ARCHITECTURE AND ECOLOGY - EMILIO AMBASZ INSTITUTE FOR THE JOINT STUDY OF THE BUILT AND THE NATURAL ENVIRONMENT AT MoMA
The new research institute, established with a gift from the Legacy Emilio Ambasz Foundation, will be dedicated to understanding the interaction between architecture and ecology in order to highlight the urgent need for an ecological transformation. The goals of the Institute, through a range of curatorial programs and research initiatives, are to foster dialogue, promote conversation, and facilitate research around the relationship between the built and the natural environment.

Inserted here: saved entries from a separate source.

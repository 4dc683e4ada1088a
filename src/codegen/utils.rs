//! Utility functions for code generation.

use convert_case::{Case, Casing};

/// Lowercase the first character, leaving the rest untouched ("BlogPost" -> "blogPost")
pub fn lower_first(s: &str) -> String {
    let mut chars = s.chars();
    match chars.next() {
        Some(first) => first.to_lowercase().chain(chars).collect(),
        None => String::new(),
    }
}

/// Uppercase the first character, leaving the rest untouched ("id" -> "Id")
pub fn upper_first(s: &str) -> String {
    let mut chars = s.chars();
    match chars.next() {
        Some(first) => first.to_uppercase().chain(chars).collect(),
        None => String::new(),
    }
}

/// Convert a string to Title Case ("BlogPost" -> "Blog Post")
pub fn to_title_case(s: &str) -> String {
    s.to_case(Case::Title)
}

/// Naive English plural used in route descriptions
pub fn pluralize(s: &str) -> String {
    if s.ends_with('s') || s.ends_with('x') || s.ends_with("ch") || s.ends_with("sh") {
        format!("{}es", s)
    } else if s.ends_with('y')
        && !s.ends_with("ay")
        && !s.ends_with("ey")
        && !s.ends_with("oy")
        && !s.ends_with("uy")
    {
        format!("{}ies", &s[..s.len() - 1])
    } else {
        format!("{}s", s)
    }
}

#[cfg(test)]
mod tests {
    use super::*;

    #[test]
    fn test_first_char_case() {
        assert_eq!(lower_first("BlogPost"), "blogPost");
        assert_eq!(upper_first("id"), "Id");
        assert_eq!(lower_first(""), "");
        assert_eq!(upper_first("already"), "Already");
    }

    #[test]
    fn test_title_case() {
        assert_eq!(to_title_case("BlogPost"), "Blog Post");
        assert_eq!(to_title_case("auditLog"), "Audit Log");
    }

    #[test]
    fn test_pluralize() {
        assert_eq!(pluralize("Post"), "Posts");
        assert_eq!(pluralize("Category"), "Categories");
        assert_eq!(pluralize("Address"), "Addresses");
        assert_eq!(pluralize("Day"), "Days");
    }
}
//! Identifier resolution.
//!
//! Works out which fields address exactly one record of a model. The result
//! decides whether a model gets a detail route, and in which order the
//! dynamic segments of that route appear.

use crate::schema::{FieldKind, Model};

/// Resolve the ordered identifier set of a model
///
/// - every `Identifier` field, in declaration order (composite key)
/// - otherwise the first field marked unique
/// - otherwise nothing, meaning the model has no per-record routes
pub fn resolve(model: &Model) -> Vec<String> {
    let identifiers: Vec<String> = model
        .fields
        .iter()
        .filter(|field| matches!(field.kind, FieldKind::Identifier))
        .map(|field| field.name.clone())
        .collect();

    if !identifiers.is_empty() {
        return identifiers;
    }

    model
        .fields
        .iter()
        .find(|field| field.is_unique)
        .map(|field| vec![field.name.clone()])
        .unwrap_or_default()
}
//! High-level orchestration API for route generation.
//!
//! Loads the schema, builds one route tree per group, stamps the templates
//! and writes the files.

use std::path::PathBuf;

use crate::codegen::materialize::{materialize_all, write_files, GeneratedFile, TemplateSet};
use crate::codegen::project_config::GroupConfig;
use crate::codegen::relation_graph::default_roots;
use crate::codegen::route_graph::{build_group, BuildOptions, RouteNode};
use crate::codegen::route_list::{flatten, RouteEntry};
use crate::error::{GenerateError, RouteError};
use crate::schema::{load_registry, ModelRegistry};

/// Configuration for a generation run.
#[derive(Debug, Clone)]
pub struct GenerationConfig {
    /// Schema file or directory
    pub schema: PathBuf,

    /// Output root for generated files
    pub output: PathBuf,

    /// Optional: template directory (built-in templates otherwise)
    pub templates: Option<PathBuf>,

    /// Route trees to generate, one per group
    pub groups: Vec<GroupConfig>,
}

/// Outcome of a generation run
#[derive(Debug, Clone)]
pub struct GenerationReport {
    pub models: usize,
    pub routes: Vec<RouteEntry>,
    pub files: Vec<PathBuf>,
}

/// Build options for a group
pub fn build_options(group: &GroupConfig) -> BuildOptions {
    BuildOptions {
        group: group.name.clone(),
        max_depth: group.max_depth,
    }
}

/// Build one route tree per group
///
/// Groups without explicit roots use `default_roots`.
pub fn build_trees<'a>(
    registry: &'a ModelRegistry,
    groups: &[GroupConfig],
) -> Result<Vec<RouteNode<'a>>, RouteError> {
    groups
        .iter()
        .map(|group| {
            let roots = if group.roots.is_empty() {
                default_roots(registry)
            } else {
                group.roots.clone()
            };
            build_group(registry, &roots, &build_options(group))
        })
        .collect()
}

/// Produce the generated files for a registry without touching the disk
pub fn render_project(
    registry: &ModelRegistry,
    groups: &[GroupConfig],
    templates: &TemplateSet,
) -> Result<(Vec<RouteEntry>, Vec<GeneratedFile>), GenerateError> {
    let trees = build_trees(registry, groups)?;
    let routes = trees.iter().flat_map(flatten).collect();
    let files = materialize_all(&trees, templates)?;
    Ok((routes, files))
}

/// Run a full generation: load, build, materialize, write
pub fn generate_project(config: &GenerationConfig) -> Result<GenerationReport, GenerateError> {
    if config.groups.is_empty() {
        return Err(GenerateError::Config("at least one group is required".to_string()));
    }

    let registry = load_registry(&config.schema)?;
    tracing::info!(models = registry.len(), schema = %config.schema.display(), "schema loaded");

    let templates = match &config.templates {
        Some(dir) => TemplateSet::from_dir(dir)?,
        None => TemplateSet::builtin(),
    };

    let (routes, files) = render_project(&registry, &config.groups, &templates)?;
    write_files(&config.output, &files)?;

    Ok(GenerationReport {
        models: registry.len(),
        routes,
        files: files.into_iter().map(|f| f.path).collect(),
    })
}
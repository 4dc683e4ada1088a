//! Filesystem utilities for code generation

use std::fs;
use std::io;
use std::path::Path;

/// Write content to a file, creating parent directories if needed
///
/// An existing file is replaced.
pub fn write_file<P: AsRef<Path>, C: AsRef<[u8]>>(path: P, contents: C) -> io::Result<()> {
    let path = path.as_ref();

    // Create parent directories if they don't exist
    if let Some(parent) = path.parent() {
        fs::create_dir_all(parent)?;
    }

    fs::write(path, contents)
}

/// Remove a previously generated directory, if present
pub fn clear_dir<P: AsRef<Path>>(path: P) -> io::Result<()> {
    let path = path.as_ref();
    if path.exists() {
        fs::remove_dir_all(path)?;
    }
    Ok(())
}

#[cfg(test)]
mod tests {
    use super::*;

    #[test]
    fn test_write_file_creates_parents() {
        let dir = tempfile::tempdir().unwrap();
        let path = dir.path().join("a/[b]/c.txt");

        write_file(&path, "first").unwrap();
        write_file(&path, "second").unwrap();

        assert_eq!(fs::read_to_string(&path).unwrap(), "second");
    }

    #[test]
    fn test_clear_dir() {
        let dir = tempfile::tempdir().unwrap();
        let target = dir.path().join("out");
        write_file(target.join("x.txt"), "x").unwrap();

        clear_dir(&target).unwrap();
        assert!(!target.exists());
        clear_dir(&target).unwrap();
    }
}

The Ambasz Institute will focus in particular on digital initiatives in order to both advance a global conversation on this crucial issue and to ensure that the Institute reaches a diverse audience. The Institute, to be located on MoMA’s Midtown Manhattan campus within the Department of Architecture and Design, will specifically study creative approaches to design at all scales of the built environment–buildings, cities, landscapes, and objects–in order to work toward an ecological future and environmental justice.
“Issues of ecology and the ongoing climate crisis are the most urgent challenges of our time, not only for architecture, but for humanity as a whole,” said Martino Stierli, The Philip Johnson Chief Curator of Architecture and Design at The Museum of Modern Art. “I am thrilled that with the new Ambasz Institute at MoMA, the Department of Architecture and Design will be uniquely positioned to shape discourse and foster necessary change in the field of design toward a more equitable and ecological future.”

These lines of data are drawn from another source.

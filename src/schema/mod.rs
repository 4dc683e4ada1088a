//! Normalized model registry and its loader.

pub mod loader;
pub mod types;

pub use loader::{load_registry, parse_json, parse_yaml};
pub use types::{is_valid_name, DanglingRelation, Field, FieldKind, Model, ModelRegistry};
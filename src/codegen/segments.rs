//! Route segment naming and redirect expression templating.
//!
//! Dynamic segments are written in bracket syntax (`[userId]`). Generated
//! pages turn such a path into a template-literal expression that reads the
//! value from the page's `params` object at runtime.

use regex::Regex;
use std::sync::LazyLock;

use crate::codegen::utils::{lower_first, upper_first};

static DYNAMIC_SEGMENT: LazyLock<Regex> =
    LazyLock::new(|| Regex::new(r"\[(.*?)\]").expect("dynamic segment pattern is valid"));

/// Name of the dynamic parameter addressing one identifier field of a model
///
/// The model name loses its leading capital and the field name gains one,
/// so `("User", "id")` gives `userId`. Both segment naming and runtime
/// expressions go through this function so the two always agree.
pub fn slug_for(model_name: &str, identifier_field: &str) -> String {
    format!("{}{}", lower_first(model_name), upper_first(identifier_field))
}

/// Slugs for every field of an identifier set, in order
pub fn slugs_for(model_name: &str, identifier_fields: &[String]) -> Vec<String> {
    identifier_fields
        .iter()
        .map(|field| slug_for(model_name, field))
        .collect()
}

/// Wrap a slug in bracket syntax
pub fn dynamic_segment(slug: &str) -> String {
    format!("[{}]", slug)
}

/// Check whether a segment is a bracketed dynamic parameter
pub fn is_dynamic(segment: &str) -> bool {
    segment.len() > 2 && segment.starts_with('[') && segment.ends_with(']')
}

/// Static path segment for a model's collection (`BlogPost` -> `blogPost`)
pub fn collection_segment(model_name: &str) -> String {
    lower_first(model_name)
}

/// Replace every bracketed segment with a `${params.name}` expression
///
/// Everything outside the brackets is kept verbatim, so the call is a no-op
/// on paths without dynamic segments.
///
/// ```
/// use quikroute::codegen::segments::to_runtime_expression;
///
/// assert_eq!(
///     to_runtime_expression("/user/[userId]/post/[postId]"),
///     "/user/${params.userId}/post/${params.postId}"
/// );
/// ```
pub fn to_runtime_expression(route_path: &str) -> String {
    DYNAMIC_SEGMENT
        .replace_all(route_path, "$${params.$1}")
        .into_owned()
}

/// Join segments into an absolute URL path, skipping empty segments
pub fn join_path<S: AsRef<str>>(segments: &[S]) -> String {
    let joined: Vec<&str> = segments
        .iter()
        .map(|s| s.as_ref().trim_matches('/'))
        .filter(|s| !s.is_empty())
        .collect();

    format!("/{}", joined.join("/"))
}

#[cfg(test)]
mod tests {
    use super::*;

    #[test]
    fn test_slug_for() {
        assert_eq!(slug_for("User", "id"), "userId");
        assert_eq!(slug_for("BlogPost", "slug"), "blogPostSlug");
        assert_eq!(slug_for("Post", "id"), slug_for("Post", "id"));
    }

    #[test]
    fn test_slugs_for_keep_order() {
        let fields = vec!["tenant".to_string(), "code".to_string()];
        assert_eq!(slugs_for("Account", &fields), vec!["accountTenant", "accountCode"]);
    }

    #[test]
    fn test_dynamic_segment() {
        assert_eq!(dynamic_segment("userId"), "[userId]");
        assert!(is_dynamic("[userId]"));
        assert!(!is_dynamic("user"));
        assert!(!is_dynamic("[]"));
    }

    #[test]
    fn test_to_runtime_expression() {
        assert_eq!(
            to_runtime_expression("model/[modelId]/child/[childId]"),
            "model/${params.modelId}/child/${params.childId}"
        );
    }

    #[test]
    fn test_to_runtime_expression_preserves_static_text() {
        assert_eq!(to_runtime_expression("/Admin/UserList"), "/Admin/UserList");
        assert_eq!(to_runtime_expression(""), "");
    }

    #[test]
    fn test_to_runtime_expression_idempotent() {
        let once = to_runtime_expression("/user/[userId]/edit");
        assert_eq!(to_runtime_expression(&once), once);
    }

    #[test]
    fn test_join_path() {
        assert_eq!(join_path(&["", "user", "[userId]"]), "/user/[userId]");
        assert_eq!(join_path(&["admin/", "/post"]), "/admin/post");
        assert_eq!(join_path::<&str>(&[]), "/");
    }
}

Ambasz's deep-rooted relationship with The Museum of Modern Art spans more than five decades. As Curator of Design in the Museum's Department of Architecture and Design from 1969 to 1976, he organized several groundbreaking exhibitions, including Italy: The New Domestic Landscape (1972); The Architecture of Luis Barragan (1974); and The Taxi Project: Realistic Solutions for Today (1976). As a pioneering industrial designer and architect, Mr. Ambasz is also represented through more than 20 works in the Museum's collection. Prior to the major gift to establish The Emilio Ambasz Institute at MoMA: For the Joint Study of the Built and the Natural Environment, both MoMA and MoMA PS1 have benefitted from Mr. Ambasz's sustained patronage for more than forty years.
Emilio Ambasz (b. 1943, Argentina) has often stated: “The Western notion of Man's creations as distinct and separate entities—in contrast with Nature—has exhausted its intellectual and ethical capital. An emerging man-made garden is overtaking the one we were originally given. We need to conceive of an architecture that stands as the embodiment of a pact of reconciliation between nature and building. We must create alternative models of the future proposing a better life to guide our actions if we do not wish to perpetuate present conditions. I believe that any architectural project not attempting to propose better modes of existence is unethical. This task may stagger the imagination and paralyze hope, but we cannot subtract ourselves from its pursuit.”